Abstract
Purpose :
Collie eye anomaly (CEA) is an inherited ocular disease with heterogenous clinical signs and progressions. Choroidal hypoplasia is a constant diagnostic feature of CEA with variable presentations of juxtapapillary coloboma (COL). Although genomic regions and genetic variants associated with CEA has been mapped and characterized, the genetic etiology of CEA with COL remains unknown. As such, we performed genome-wide association studies (GWAS) with high-density SNP array and whole-genome sequencing data to identify candidate genomic regions, individual variants and genetic modifiers associated with CEA-COL in dogs.
Methods :
We analyzed 21 canine whole-genome sequences (WGS) including five dogs with 30x and 16 dogs with 15x along with 67 high-density SNP genotyped collies.

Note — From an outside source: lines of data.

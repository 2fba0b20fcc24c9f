pub mod external;
pub mod output_format;
pub mod platform;

use std::path::PathBuf;

use crate::{External, OutputFormat, Platform};

/// The options a bundler hands to the `options` hook on every pass.
///
/// Only `format`, `targets` and `external` are inspected; the rest is passed through untouched.
#[derive(Default, Debug, Clone)]
pub struct InputOptions {
  // --- Input
  pub input: Option<Vec<String>>,
  pub cwd: Option<PathBuf>,
  pub platform: Option<Platform>,
  pub treeshake: Option<bool>,
  pub external: Option<External>,

  // --- Output
  pub format: Option<OutputFormat>,
  /// Set when a single pass writes several outputs. Takes precedence over `format`.
  pub targets: Option<Vec<OutputTarget>>,
}

#[derive(Default, Debug, Clone, PartialEq, Eq)]
pub struct OutputTarget {
  pub format: Option<OutputFormat>,
}

impl OutputTarget {
  pub fn new(format: OutputFormat) -> Self {
    Self { format: Some(format) }
  }
}
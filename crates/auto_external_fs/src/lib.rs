mod file_system;
#[cfg(feature = "memory")]
mod memory;
#[cfg(feature = "os")]
mod os;

pub use crate::file_system::FileSystem;
#[cfg(feature = "memory")]
pub use memory::MemoryFileSystem;
#[cfg(feature = "os")]
pub use os::OsFileSystem;
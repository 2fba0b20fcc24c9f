pub mod builtins;
pub mod normalized_auto_external_options;

use std::path::PathBuf;

use serde::Deserialize;

use crate::Builtins;

/// Construction options of the auto-external plugin.
///
/// Deserializes from the same camelCase shape the JavaScript plugin accepts:
/// `{ "builtins": true | false | "6.0.0", "dependencies": bool, "peerDependencies": bool,
/// "packagePath": "..." }`.
#[derive(Default, Debug, Clone, Deserialize)]
#[serde(rename_all = "camelCase", deny_unknown_fields)]
pub struct AutoExternalOptions {
  /// Defaults to the built-ins of the current runtime.
  pub builtins: Option<Builtins>,
  /// `None` lets the output format decide.
  pub dependencies: Option<bool>,
  /// Defaults to `true`.
  pub peer_dependencies: Option<bool>,
  /// A `package.json` file or the directory containing one. Relative paths are resolved against
  /// the plugin's `cwd`. Defaults to the nearest `package.json` above `cwd`.
  pub package_path: Option<PathBuf>,
}
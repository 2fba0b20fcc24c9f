mod args;

use std::{fs, process::ExitCode};

use ansi_term::Colour;
use anyhow::Context;
use args::{ExternalArgs, OutputArgs, PluginArgs};
use clap::Parser;
use tracing_subscriber::EnvFilter;

use auto_external::{
  AutoExternalOptions, AutoExternalPlugin, Builtins, External, InputOptions, OutputTarget, Plugin,
};

#[derive(Parser)]
#[command(version, about = "Print which module ids a bundle should leave external", long_about = None)]
struct Commands {
  #[clap(flatten)]
  plugin: PluginArgs,

  #[clap(flatten)]
  output: OutputArgs,

  #[clap(flatten)]
  external: ExternalArgs,
}

fn load_options(args: &PluginArgs) -> anyhow::Result<AutoExternalOptions> {
  let mut options = match &args.config {
    Some(config) => {
      let content = fs::read_to_string(config)
        .with_context(|| format!("Failed to read config {}", config.display()))?;
      serde_json::from_str::<AutoExternalOptions>(&content)
        .with_context(|| format!("Invalid config {}", config.display()))?
    }
    None => AutoExternalOptions::default(),
  };

  if args.no_builtins {
    options.builtins = Some(Builtins::Disabled);
  } else if let Some(version) = &args.builtins_version {
    options.builtins = Some(Builtins::Version(version.clone()));
  }

  if args.dependencies.is_some() {
    options.dependencies = args.dependencies;
  }

  if args.no_peer_dependencies {
    options.peer_dependencies = Some(false);
  }

  if args.package_path.is_some() {
    options.package_path.clone_from(&args.package_path);
  }

  Ok(options)
}

fn print_verdicts(external: &External, ids: &[String]) {
  let width = ids.iter().map(String::len).max().unwrap_or_default();

  for id in ids {
    let verdict = if external.is_external(id) {
      Colour::Cyan.paint("external")
    } else {
      Colour::White.dimmed().paint("bundled")
    };
    println!("{id:width$} {verdict}");
  }
}

fn run(args: Commands) -> anyhow::Result<()> {
  let options = load_options(&args.plugin)?;
  let cwd = match args.plugin.cwd {
    Some(cwd) => cwd,
    None => std::env::current_dir().context("Failed to get current dir")?,
  };

  let plugin = AutoExternalPlugin::new(options, cwd);

  let user_ids = args.external.external.unwrap_or_default();
  let external = match &args.external.check {
    Some(_) => External::from_fn(move |id| user_ids.iter().any(|user_id| user_id == id)),
    None => External::ArrayOfIds(user_ids),
  };

  let input = InputOptions {
    format: args.output.format,
    targets: args
      .output
      .targets
      .map(|formats| formats.into_iter().map(OutputTarget::new).collect()),
    external: Some(external),
    ..Default::default()
  };

  let resolved = match plugin.options(input) {
    Ok(resolved) => resolved,
    Err(errors) => {
      let mut errors = errors.0.into_iter();
      let first = errors.next().unwrap_or_else(|| anyhow::anyhow!("The options hook failed"));
      for error in errors {
        tracing::error!("{error:#}");
      }
      return Err(first);
    }
  };
  let external = resolved.external.context("The options hook did not set `external`")?;

  if args.external.silent {
    return Ok(());
  }

  if let Some(ids) = &args.external.check {
    print_verdicts(&external, ids);
  } else if let Some(ids) = external.as_array_of_ids() {
    println!("{}", serde_json::to_string_pretty(ids)?);
  }

  Ok(())
}

fn main() -> ExitCode {
  tracing_subscriber::fmt()
    .with_env_filter(
      EnvFilter::try_from_env("AUTO_EXTERNAL_LOG").unwrap_or_else(|_| EnvFilter::new("warn")),
    )
    .with_writer(std::io::stderr)
    .init();

  let args = Commands::parse();

  match run(args) {
    Ok(()) => ExitCode::SUCCESS,
    Err(error) => {
      eprintln!("{} {error:#}", Colour::Red.paint("Error:"));
      ExitCode::FAILURE
    }
  }
}

#[cfg(test)]
mod tests {
  use std::path::PathBuf;

  use auto_external::OutputFormat;
  use clap::Parser;

  use super::*;

  #[test]
  fn flags_override_defaults() {
    let args = Commands::parse_from([
      "auto-external",
      "--builtins-version",
      "6.0.0",
      "--dependencies",
      "false",
      "--no-peer-dependencies",
      "--package-path",
      "packages/app",
    ]);
    let options = load_options(&args.plugin).unwrap();

    assert_eq!(options.builtins, Some(Builtins::Version("6.0.0".to_string())));
    assert_eq!(options.dependencies, Some(false));
    assert_eq!(options.peer_dependencies, Some(false));
    assert_eq!(options.package_path, Some(PathBuf::from("packages/app")));
  }

  #[test]
  fn format_aliases() {
    let args = Commands::parse_from(["auto-external", "--format", "es", "--target", "commonjs"]);
    assert_eq!(args.output.format, Some(OutputFormat::Esm));
    assert_eq!(args.output.targets, Some(vec![OutputFormat::Cjs]));
  }

  #[test]
  fn unknown_format_is_rejected() {
    let error = Commands::try_parse_from(["auto-external", "--format", "xml"]).err().unwrap();
    assert!(error.to_string().contains("Invalid value \"xml\" for option \"output.format\""));
  }

  #[test]
  fn no_builtins_conflicts_with_version() {
    assert!(Commands::try_parse_from([
      "auto-external",
      "--no-builtins",
      "--builtins-version",
      "6.0.0"
    ])
    .is_err());
  }
}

We performed WGS imputation in SNP-genotyped dogs for combined analyses. After quality control, a total of 5,257,317 SNPs were retained. We used a Bayesian threshold model for whole-genome mapping using population-based case-control studies. We also estimated SNP-based heritability using genomic relationship matrix.
Results :
We estimated a moderate heritability for CEA-COL (h2 = 0.68; 95% CI = 0.23-0.99) suggesting that genetic selection for reducing COL is feasible. Our whole-genome mapping revealed that CEA-COL is a complex trait, and that multiple loci are likely to be important. The association analysis identified at least three different genomic regions on chr15, chr23 and chr8 strongly associated with CEA-COL. The 2.0 Mb SNP window on these three chromosomes explained about 4.40%, 2.05% and 1.91% of the additive genetic variances, respectively. However, upon phasing of these candidate genomic regions, we found a weak trend of segregation of alleles among cases and controls. This could be due to several factors including imperfect segregation of alleles, and presence of other confounding factors. This warrants further studies with larger sample sizes and robust mapping methods.
Conclusions :
Our study demonstrates that GWAS performed with WGS is a powerful complementary method for dissecting genetic basis of CEA-COL. However, further studies with larger sample size will be needed to confirm this finding and identify causal variants.
This abstract was presented at the 2023 ARVO Annual Meeting, held in New Orleans, LA, April 23-27, 2023.